**Problem statement**. Output every line from the beginning of the records through the line that contains "pub struct MealItem", exactly as it appears.

**Data**.
===

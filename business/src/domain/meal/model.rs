use std::sync::Arc;

use serde::Serialize;

use super::value_objects::{SlotRef, SlotType};
use crate::domain::catalog::model::FoodItem;
use crate::domain::nutrition::model::NutrientTotals;

/// One food item and its portion inside a meal.
#[derive(Debug, Clone, PartialEq, Serialize)]
pub struct MealItem {
    pub food: Arc<FoodItem>,
    pub grams: f64,
}

impl MealItem {
    pub fn nutrients(&self) -> NutrientTotals {
        self.food.nutrients_for(self.grams)
    }
}

/// A meal occasion of one day, owned by the enclosing plan.
#[derive(Debug, Clone, PartialEq, Serialize)]
pub struct MealSlot {
    pub day_index: u8,
    pub slot_type: SlotType,
    pub items: Vec<MealItem>,
}

impl MealSlot {
    pub fn slot_ref(&self) -> SlotRef {
        SlotRef {
            day_index: self.day_index,
            slot_type: self.slot_type,
        }
    }

    pub fn totals(&self) -> NutrientTotals {
        self.items.iter().map(MealItem::nutrients).sum()
    }

    /// Item contributing the largest kcal share. Ties go to the lowest id.
    pub fn dominant(&self) -> Option<&Arc<FoodItem>> {
        dominant_of(&self.items)
    }
}

pub(crate) fn dominant_of(items: &[MealItem]) -> Option<&Arc<FoodItem>> {
    items
        .iter()
        .max_by(|a, b| {
            a.nutrients()
                .kcal
                .total_cmp(&b.nutrients().kcal)
                .then_with(|| b.food.id.cmp(&a.food.id))
        })
        .map(|item| &item.food)
}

===

**Task answer**.
filename business/src/domain/meal/model.rs
use std::sync::Arc;

use serde::Serialize;

use super::value_objects::{SlotRef, SlotType};
use crate::domain::catalog::model::FoodItem;
use crate::domain::nutrition::model::NutrientTotals;

/// One food item and its portion inside a meal.
#[derive(Debug, Clone, PartialEq, Serialize)]
pub struct MealItem {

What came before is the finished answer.